LISTED ENTRIES:
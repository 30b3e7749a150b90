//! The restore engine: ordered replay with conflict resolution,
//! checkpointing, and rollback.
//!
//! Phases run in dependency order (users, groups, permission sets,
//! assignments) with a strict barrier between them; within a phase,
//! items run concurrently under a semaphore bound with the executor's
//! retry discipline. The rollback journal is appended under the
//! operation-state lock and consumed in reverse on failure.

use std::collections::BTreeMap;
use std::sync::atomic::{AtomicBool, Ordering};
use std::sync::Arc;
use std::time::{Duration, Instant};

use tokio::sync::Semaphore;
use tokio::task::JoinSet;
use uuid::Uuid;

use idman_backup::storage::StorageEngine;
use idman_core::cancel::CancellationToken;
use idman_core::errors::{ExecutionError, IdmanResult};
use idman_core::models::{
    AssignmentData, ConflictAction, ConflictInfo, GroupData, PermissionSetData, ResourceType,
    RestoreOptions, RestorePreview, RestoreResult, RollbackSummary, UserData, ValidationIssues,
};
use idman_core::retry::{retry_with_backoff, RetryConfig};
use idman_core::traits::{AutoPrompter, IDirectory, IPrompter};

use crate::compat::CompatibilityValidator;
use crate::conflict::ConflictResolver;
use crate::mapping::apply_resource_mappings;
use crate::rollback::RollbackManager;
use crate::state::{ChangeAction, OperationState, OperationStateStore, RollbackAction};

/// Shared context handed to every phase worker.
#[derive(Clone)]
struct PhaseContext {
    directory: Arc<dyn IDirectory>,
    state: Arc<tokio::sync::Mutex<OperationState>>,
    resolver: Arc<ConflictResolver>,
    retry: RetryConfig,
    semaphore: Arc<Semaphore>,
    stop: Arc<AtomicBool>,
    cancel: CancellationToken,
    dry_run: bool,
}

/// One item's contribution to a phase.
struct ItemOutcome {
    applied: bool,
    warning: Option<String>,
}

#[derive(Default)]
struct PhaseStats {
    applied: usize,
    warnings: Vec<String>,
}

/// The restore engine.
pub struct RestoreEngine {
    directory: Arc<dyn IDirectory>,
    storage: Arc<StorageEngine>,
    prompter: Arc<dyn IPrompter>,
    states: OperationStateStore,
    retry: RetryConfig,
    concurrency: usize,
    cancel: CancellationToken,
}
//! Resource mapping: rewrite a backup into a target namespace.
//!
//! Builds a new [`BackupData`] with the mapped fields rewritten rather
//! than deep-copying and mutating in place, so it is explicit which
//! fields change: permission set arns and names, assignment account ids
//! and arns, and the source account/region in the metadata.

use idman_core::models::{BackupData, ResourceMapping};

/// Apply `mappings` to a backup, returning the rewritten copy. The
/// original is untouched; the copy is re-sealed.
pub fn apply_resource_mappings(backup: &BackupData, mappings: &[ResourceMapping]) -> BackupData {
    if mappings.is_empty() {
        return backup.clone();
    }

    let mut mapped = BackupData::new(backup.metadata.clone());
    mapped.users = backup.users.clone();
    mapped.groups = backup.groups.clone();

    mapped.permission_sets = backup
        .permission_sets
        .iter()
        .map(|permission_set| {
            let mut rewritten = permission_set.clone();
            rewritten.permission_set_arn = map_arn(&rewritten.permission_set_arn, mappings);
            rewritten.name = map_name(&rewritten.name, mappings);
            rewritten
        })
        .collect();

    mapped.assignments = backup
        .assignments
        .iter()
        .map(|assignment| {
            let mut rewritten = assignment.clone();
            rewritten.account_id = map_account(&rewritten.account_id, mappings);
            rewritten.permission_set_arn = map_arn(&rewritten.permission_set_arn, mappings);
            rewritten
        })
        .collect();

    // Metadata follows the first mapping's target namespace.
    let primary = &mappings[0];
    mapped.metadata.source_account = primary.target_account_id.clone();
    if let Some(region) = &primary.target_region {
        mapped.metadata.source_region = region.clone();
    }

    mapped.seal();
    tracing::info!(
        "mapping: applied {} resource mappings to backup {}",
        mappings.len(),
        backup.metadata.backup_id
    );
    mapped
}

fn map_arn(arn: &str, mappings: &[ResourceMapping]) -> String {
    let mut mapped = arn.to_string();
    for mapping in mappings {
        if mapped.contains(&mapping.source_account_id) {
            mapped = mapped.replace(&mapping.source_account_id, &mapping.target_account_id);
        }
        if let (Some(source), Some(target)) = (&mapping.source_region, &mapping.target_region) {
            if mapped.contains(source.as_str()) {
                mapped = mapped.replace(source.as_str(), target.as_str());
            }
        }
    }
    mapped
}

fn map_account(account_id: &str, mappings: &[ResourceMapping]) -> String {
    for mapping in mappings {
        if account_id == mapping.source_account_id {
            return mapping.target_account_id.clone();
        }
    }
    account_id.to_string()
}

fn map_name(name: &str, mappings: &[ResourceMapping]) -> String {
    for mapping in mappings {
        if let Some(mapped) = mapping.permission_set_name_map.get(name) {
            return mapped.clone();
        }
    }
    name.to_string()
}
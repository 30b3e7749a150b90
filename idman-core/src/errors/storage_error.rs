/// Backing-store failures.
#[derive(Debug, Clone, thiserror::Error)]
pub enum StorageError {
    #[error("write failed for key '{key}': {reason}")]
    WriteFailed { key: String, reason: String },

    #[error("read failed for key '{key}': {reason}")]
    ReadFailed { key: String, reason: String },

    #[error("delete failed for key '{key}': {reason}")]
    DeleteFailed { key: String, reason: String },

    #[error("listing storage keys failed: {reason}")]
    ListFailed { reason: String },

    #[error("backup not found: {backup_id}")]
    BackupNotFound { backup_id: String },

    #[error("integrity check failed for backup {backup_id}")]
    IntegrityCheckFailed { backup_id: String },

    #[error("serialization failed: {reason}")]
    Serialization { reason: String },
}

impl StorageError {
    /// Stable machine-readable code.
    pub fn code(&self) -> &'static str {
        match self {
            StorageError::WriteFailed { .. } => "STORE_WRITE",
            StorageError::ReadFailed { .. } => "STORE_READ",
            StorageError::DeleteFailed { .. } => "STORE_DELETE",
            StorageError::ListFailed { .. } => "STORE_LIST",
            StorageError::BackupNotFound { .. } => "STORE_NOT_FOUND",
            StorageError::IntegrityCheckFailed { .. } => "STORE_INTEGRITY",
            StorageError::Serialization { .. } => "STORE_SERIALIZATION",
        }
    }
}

ASSIGNMENT: Please transcribe the data exactly from its first line. End with the line that contains "use crate::conflict::ConflictResolver;".

TASK RESPONSE:
repository 30b3e7749a150b90
//! The restore engine: ordered replay with conflict resolution,
//! checkpointing, and rollback.
//!
//! Phases run in dependency order (users, groups, permission sets,
//! assignments) with a strict barrier between them; within a phase,
//! items run concurrently under a semaphore bound with the executor's
//! retry discipline. The rollback journal is appended under the
//! operation-state lock and consumed in reverse on failure.

use std::collections::BTreeMap;
use std::sync::atomic::{AtomicBool, Ordering};
use std::sync::Arc;
use std::time::{Duration, Instant};

use tokio::sync::Semaphore;
use tokio::task::JoinSet;
use uuid::Uuid;

use idman_backup::storage::StorageEngine;
use idman_core::cancel::CancellationToken;
use idman_core::errors::{ExecutionError, IdmanResult};
use idman_core::models::{
    AssignmentData, ConflictAction, ConflictInfo, GroupData, PermissionSetData, ResourceType,
    RestoreOptions, RestorePreview, RestoreResult, RollbackSummary, UserData, ValidationIssues,
};
use idman_core::retry::{retry_with_backoff, RetryConfig};
use idman_core::traits::{AutoPrompter, IDirectory, IPrompter};

use crate::compat::CompatibilityValidator;
use crate::conflict::ConflictResolver;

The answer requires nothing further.